◆ Exercise objective:
The result should be every line of the listing that holds the word "against".
___ Study material ___
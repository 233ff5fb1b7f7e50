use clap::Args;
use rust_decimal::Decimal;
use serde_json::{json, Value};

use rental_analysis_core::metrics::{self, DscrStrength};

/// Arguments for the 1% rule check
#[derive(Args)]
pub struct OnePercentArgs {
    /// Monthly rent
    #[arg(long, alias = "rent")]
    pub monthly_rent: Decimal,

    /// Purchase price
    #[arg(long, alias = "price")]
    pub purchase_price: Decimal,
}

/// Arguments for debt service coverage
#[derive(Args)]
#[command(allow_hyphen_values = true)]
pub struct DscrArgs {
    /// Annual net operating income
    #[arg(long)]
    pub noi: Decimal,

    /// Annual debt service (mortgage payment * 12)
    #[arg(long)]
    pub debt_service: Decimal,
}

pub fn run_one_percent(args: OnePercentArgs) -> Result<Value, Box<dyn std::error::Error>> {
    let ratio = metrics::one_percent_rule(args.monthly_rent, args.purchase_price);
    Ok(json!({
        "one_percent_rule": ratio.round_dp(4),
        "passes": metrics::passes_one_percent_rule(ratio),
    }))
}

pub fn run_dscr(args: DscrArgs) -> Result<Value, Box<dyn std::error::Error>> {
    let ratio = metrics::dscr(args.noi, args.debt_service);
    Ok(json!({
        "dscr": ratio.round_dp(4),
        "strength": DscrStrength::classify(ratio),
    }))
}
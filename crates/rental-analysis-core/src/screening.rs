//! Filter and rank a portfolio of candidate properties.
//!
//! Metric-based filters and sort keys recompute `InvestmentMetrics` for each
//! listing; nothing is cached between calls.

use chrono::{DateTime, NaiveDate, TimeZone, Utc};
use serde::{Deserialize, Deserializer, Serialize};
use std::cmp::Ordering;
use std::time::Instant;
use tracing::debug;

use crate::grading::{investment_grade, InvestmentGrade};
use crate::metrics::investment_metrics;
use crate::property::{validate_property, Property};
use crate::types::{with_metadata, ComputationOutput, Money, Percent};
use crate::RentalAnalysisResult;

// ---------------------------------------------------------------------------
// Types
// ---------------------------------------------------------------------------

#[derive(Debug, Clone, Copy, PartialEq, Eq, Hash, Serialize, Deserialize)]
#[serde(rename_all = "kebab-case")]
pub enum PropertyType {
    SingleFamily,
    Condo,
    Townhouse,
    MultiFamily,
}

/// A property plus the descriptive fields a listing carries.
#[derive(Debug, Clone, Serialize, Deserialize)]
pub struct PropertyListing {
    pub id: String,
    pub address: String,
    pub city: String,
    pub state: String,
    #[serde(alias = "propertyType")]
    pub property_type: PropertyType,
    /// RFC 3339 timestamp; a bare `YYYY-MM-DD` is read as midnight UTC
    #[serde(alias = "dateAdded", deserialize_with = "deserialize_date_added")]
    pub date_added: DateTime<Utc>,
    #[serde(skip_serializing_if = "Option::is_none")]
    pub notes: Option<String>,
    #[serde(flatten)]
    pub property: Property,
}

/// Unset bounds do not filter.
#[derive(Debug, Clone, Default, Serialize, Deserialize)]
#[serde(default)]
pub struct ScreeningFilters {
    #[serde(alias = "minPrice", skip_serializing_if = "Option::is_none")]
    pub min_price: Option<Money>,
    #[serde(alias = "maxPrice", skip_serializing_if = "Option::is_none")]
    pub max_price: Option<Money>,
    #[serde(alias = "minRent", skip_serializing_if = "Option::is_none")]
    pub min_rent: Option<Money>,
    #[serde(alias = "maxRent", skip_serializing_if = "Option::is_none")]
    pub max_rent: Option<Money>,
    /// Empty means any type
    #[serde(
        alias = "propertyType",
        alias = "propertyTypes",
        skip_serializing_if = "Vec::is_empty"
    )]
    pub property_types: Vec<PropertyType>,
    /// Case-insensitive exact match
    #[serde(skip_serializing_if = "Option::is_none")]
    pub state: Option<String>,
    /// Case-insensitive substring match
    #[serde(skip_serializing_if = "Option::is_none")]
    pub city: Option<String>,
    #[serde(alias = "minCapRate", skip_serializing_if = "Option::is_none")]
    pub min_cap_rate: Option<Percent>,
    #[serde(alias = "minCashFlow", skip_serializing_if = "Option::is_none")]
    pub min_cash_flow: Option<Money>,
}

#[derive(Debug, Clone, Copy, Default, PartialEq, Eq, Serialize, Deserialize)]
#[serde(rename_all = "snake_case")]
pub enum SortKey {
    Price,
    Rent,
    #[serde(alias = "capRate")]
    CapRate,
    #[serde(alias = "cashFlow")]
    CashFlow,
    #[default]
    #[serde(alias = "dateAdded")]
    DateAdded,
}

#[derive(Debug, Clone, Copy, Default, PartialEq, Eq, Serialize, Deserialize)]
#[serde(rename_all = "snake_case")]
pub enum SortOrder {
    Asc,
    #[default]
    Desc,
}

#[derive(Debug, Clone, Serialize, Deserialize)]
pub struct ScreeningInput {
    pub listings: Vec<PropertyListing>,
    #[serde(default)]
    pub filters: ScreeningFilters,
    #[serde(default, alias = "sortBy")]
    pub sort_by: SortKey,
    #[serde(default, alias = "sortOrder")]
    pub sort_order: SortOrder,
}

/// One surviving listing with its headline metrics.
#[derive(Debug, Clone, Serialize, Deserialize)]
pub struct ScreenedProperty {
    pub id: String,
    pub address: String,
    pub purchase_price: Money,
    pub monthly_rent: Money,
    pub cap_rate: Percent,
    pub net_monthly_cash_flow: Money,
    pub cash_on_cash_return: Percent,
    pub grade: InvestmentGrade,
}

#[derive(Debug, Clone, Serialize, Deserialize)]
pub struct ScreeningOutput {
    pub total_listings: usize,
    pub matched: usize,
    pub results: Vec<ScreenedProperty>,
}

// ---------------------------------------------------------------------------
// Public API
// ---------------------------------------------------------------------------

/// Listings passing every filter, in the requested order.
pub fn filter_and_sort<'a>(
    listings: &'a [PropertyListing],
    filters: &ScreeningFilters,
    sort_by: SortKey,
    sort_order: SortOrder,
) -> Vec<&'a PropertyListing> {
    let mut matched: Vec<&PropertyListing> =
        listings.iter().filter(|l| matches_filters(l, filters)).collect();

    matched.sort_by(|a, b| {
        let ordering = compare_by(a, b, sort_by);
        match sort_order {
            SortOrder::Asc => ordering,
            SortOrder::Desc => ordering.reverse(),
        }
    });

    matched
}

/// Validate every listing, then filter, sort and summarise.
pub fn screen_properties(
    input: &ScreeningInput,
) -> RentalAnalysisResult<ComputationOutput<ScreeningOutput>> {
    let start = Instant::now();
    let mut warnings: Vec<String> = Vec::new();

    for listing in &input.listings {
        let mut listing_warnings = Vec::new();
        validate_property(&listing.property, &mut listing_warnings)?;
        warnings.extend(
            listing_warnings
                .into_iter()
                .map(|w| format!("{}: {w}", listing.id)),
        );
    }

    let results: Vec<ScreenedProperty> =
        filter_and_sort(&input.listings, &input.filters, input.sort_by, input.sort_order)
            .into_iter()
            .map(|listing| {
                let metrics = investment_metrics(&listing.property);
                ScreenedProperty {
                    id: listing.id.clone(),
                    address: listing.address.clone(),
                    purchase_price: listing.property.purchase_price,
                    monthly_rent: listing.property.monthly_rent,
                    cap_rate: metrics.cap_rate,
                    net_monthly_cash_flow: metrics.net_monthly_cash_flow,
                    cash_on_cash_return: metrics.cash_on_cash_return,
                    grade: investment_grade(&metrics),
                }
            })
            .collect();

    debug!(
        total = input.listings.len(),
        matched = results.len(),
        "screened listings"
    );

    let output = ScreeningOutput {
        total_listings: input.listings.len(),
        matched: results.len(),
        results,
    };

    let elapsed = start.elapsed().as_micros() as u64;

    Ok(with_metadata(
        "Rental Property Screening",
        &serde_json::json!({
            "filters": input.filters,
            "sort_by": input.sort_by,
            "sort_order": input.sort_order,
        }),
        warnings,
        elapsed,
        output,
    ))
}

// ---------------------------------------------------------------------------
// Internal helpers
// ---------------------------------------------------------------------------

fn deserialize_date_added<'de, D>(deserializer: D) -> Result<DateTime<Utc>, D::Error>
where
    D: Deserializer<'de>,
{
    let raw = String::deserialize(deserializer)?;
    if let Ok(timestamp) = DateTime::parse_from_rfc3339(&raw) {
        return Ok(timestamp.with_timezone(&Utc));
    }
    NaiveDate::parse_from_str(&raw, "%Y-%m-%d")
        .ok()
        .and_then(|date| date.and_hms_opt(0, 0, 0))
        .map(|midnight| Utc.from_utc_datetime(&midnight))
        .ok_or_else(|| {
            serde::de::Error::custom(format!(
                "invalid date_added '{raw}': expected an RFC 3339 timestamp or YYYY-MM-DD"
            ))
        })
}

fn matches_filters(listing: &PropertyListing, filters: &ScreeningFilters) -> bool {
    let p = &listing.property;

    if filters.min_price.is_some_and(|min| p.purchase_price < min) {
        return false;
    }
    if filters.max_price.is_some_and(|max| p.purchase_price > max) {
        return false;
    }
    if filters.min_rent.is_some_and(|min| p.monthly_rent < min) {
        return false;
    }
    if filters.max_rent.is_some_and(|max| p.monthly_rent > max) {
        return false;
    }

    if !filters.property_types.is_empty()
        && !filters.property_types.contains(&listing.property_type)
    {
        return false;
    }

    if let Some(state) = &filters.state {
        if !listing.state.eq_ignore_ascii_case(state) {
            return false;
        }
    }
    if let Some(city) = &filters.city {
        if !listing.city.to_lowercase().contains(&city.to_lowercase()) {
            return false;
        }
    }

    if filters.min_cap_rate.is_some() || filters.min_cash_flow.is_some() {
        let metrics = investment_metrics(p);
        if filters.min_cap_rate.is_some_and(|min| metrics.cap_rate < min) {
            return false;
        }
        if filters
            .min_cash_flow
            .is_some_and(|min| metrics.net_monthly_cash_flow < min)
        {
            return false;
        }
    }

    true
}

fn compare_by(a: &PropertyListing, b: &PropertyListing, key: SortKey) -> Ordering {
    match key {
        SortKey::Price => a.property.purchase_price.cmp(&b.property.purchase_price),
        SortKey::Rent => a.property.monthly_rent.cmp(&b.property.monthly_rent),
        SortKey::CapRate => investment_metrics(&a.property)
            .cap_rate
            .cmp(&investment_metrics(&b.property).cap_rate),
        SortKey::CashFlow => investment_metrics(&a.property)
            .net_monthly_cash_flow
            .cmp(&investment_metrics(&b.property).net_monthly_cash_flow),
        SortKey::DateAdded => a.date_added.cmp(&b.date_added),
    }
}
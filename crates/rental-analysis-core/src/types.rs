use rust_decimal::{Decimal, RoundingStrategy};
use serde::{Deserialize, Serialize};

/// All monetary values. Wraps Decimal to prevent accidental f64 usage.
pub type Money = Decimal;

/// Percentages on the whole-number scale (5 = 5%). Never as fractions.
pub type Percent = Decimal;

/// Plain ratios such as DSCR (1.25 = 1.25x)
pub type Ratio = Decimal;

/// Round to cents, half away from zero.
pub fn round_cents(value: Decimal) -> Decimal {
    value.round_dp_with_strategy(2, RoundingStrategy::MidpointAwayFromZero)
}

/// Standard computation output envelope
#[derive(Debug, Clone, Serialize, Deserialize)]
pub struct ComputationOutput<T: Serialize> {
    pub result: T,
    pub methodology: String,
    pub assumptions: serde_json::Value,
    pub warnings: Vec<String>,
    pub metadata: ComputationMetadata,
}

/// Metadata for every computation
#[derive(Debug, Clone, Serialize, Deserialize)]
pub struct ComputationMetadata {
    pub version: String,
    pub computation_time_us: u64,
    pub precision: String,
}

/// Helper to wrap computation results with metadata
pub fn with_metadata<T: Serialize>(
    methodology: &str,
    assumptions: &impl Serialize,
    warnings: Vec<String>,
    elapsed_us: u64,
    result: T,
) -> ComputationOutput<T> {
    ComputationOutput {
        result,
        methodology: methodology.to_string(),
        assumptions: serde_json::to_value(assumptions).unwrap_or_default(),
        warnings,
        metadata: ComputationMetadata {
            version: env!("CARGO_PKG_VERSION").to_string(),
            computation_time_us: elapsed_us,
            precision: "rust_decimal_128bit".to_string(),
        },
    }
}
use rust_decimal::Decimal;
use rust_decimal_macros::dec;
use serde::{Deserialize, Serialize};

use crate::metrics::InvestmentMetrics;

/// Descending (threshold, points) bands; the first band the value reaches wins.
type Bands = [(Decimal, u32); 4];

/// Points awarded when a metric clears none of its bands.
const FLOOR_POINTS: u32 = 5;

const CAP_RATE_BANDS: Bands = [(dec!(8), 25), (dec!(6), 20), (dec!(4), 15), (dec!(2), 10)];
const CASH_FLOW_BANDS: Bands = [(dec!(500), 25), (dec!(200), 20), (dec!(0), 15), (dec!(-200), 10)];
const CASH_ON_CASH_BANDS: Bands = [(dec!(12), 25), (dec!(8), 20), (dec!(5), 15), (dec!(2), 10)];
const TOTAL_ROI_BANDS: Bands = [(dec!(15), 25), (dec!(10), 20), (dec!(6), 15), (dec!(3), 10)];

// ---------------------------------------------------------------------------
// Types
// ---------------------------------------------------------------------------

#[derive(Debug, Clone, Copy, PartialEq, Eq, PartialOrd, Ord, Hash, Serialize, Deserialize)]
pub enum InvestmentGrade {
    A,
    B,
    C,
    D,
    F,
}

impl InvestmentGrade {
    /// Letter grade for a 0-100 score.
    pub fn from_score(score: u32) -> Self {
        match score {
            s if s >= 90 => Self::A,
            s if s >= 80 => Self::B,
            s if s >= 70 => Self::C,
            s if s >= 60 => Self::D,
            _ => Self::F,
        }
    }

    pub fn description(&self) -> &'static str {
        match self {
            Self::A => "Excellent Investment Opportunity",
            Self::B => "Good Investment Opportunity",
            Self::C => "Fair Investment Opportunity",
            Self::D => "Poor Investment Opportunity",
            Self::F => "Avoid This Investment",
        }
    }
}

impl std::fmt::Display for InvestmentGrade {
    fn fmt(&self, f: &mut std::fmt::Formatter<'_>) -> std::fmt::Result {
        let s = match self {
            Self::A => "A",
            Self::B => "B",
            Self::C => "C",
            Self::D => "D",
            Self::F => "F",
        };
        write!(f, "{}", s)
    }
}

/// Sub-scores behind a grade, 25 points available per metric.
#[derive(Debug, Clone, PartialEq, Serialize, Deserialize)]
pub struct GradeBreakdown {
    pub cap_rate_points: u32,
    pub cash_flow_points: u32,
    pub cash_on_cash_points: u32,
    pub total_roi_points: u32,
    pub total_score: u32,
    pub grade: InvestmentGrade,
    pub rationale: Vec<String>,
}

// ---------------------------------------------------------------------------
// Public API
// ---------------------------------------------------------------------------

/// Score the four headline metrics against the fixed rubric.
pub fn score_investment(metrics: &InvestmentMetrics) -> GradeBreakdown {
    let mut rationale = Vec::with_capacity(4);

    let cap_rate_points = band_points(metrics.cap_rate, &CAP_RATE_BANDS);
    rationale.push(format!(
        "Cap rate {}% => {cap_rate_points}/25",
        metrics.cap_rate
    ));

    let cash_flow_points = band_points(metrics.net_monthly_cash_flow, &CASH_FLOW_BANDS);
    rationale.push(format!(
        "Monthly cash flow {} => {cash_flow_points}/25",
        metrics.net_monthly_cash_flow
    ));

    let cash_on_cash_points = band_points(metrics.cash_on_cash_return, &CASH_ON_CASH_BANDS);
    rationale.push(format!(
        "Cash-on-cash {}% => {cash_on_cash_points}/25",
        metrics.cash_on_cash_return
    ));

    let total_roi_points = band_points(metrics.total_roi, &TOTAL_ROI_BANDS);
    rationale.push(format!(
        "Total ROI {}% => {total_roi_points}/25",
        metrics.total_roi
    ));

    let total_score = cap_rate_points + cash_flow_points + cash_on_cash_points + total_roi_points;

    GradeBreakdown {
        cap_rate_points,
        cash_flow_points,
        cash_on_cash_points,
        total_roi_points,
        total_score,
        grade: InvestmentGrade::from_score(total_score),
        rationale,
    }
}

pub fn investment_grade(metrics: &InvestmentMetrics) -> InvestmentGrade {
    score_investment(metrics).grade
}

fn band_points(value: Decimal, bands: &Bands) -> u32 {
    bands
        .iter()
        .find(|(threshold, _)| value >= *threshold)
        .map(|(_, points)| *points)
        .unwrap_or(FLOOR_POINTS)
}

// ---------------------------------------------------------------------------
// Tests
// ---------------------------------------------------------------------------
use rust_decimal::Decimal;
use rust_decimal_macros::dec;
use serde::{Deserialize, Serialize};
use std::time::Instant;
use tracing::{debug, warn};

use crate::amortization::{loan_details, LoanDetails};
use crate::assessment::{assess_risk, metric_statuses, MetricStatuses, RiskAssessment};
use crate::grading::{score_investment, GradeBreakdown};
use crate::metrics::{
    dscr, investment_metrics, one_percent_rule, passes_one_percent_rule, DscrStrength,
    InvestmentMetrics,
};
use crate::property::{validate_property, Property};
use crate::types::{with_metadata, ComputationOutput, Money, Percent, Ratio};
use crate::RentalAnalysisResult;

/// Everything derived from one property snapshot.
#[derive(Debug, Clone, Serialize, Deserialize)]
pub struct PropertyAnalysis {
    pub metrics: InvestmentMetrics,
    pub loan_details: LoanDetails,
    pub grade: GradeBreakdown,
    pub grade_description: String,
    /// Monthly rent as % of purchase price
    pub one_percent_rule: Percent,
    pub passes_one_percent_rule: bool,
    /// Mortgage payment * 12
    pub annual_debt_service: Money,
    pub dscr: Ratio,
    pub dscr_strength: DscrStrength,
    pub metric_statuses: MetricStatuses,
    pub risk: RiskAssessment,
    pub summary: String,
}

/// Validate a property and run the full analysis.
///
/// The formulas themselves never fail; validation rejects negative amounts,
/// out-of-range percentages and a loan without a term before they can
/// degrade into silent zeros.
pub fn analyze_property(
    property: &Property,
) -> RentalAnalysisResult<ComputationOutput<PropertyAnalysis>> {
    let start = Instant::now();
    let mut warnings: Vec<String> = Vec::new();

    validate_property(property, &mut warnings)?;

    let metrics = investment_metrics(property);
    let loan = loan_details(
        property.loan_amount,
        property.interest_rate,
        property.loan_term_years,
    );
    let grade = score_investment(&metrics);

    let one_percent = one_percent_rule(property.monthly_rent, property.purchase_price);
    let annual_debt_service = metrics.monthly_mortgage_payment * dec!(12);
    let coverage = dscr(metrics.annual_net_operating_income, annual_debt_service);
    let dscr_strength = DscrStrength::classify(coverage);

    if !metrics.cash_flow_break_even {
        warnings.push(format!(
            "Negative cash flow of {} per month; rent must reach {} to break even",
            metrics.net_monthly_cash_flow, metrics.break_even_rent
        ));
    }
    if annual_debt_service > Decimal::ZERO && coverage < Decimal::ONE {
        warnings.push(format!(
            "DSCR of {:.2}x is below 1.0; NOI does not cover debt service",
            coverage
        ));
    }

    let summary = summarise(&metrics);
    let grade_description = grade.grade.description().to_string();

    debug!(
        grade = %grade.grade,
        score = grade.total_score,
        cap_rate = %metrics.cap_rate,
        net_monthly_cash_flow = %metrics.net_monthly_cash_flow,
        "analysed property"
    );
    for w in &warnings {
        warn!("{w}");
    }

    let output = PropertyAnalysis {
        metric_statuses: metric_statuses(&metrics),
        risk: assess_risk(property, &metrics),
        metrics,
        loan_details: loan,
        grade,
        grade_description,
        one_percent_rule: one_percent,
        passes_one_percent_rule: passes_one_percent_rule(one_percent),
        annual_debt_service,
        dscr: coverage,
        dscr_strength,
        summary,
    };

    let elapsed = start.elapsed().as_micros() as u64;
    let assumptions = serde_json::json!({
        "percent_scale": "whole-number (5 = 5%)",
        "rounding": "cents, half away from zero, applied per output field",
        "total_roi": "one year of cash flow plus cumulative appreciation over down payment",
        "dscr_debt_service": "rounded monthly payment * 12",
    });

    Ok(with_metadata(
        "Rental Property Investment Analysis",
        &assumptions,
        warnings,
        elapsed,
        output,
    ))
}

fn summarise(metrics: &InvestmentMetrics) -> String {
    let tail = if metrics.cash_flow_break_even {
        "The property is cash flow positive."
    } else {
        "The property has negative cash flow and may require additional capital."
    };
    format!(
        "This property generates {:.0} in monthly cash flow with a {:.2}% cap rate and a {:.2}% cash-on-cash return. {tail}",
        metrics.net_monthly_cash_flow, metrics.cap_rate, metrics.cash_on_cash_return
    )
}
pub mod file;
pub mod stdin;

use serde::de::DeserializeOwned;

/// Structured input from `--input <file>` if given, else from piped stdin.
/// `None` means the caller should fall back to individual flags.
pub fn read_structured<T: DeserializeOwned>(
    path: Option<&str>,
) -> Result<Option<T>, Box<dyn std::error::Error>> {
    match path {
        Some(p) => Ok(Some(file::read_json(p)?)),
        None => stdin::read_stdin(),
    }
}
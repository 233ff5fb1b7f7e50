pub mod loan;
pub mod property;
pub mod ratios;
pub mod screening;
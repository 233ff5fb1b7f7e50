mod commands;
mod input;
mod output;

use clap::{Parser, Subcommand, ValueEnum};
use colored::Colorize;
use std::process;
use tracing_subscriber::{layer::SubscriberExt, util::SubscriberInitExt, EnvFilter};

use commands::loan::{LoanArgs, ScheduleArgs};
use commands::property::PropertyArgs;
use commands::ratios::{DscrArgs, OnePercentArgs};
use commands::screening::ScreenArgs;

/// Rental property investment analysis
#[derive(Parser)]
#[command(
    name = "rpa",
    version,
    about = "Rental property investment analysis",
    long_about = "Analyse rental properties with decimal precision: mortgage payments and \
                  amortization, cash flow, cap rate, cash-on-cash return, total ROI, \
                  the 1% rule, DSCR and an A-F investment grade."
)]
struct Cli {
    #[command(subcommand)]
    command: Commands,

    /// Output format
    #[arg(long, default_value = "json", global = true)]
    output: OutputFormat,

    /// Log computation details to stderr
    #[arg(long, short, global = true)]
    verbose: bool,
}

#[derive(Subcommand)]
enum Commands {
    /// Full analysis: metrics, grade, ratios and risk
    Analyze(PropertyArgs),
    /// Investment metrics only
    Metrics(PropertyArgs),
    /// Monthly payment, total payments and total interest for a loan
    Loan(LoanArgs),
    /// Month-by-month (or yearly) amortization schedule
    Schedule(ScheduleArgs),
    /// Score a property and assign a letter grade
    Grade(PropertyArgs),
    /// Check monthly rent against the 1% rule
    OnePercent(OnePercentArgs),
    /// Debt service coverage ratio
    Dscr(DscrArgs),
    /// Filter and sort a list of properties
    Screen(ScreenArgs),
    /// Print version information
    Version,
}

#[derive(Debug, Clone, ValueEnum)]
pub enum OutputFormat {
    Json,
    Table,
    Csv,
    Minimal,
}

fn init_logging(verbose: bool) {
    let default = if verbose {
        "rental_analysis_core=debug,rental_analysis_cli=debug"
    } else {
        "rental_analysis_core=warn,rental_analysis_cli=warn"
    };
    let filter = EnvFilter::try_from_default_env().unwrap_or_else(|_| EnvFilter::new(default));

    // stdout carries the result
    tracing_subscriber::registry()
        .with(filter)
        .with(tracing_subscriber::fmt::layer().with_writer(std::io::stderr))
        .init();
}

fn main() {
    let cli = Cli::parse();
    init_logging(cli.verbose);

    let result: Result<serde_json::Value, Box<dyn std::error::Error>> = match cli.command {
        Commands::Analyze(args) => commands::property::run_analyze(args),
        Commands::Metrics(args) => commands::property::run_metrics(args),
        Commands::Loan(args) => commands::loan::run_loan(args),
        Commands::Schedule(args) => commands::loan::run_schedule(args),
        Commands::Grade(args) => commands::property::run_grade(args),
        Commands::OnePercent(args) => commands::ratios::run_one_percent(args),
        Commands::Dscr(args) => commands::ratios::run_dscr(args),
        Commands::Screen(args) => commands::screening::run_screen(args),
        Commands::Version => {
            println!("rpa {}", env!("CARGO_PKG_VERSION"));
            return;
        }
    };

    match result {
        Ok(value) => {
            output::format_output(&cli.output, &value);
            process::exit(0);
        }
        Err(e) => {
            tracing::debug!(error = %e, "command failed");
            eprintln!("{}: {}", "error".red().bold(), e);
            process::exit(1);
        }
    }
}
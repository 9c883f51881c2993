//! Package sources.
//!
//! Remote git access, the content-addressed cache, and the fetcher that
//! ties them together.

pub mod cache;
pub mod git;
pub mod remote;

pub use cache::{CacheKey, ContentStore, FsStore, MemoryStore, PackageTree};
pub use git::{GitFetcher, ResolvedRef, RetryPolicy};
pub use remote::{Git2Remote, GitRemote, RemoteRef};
___
◆ Response area:
/// Score the four headline metrics against the fixed rubric.
    /// Check monthly rent against the 1% rule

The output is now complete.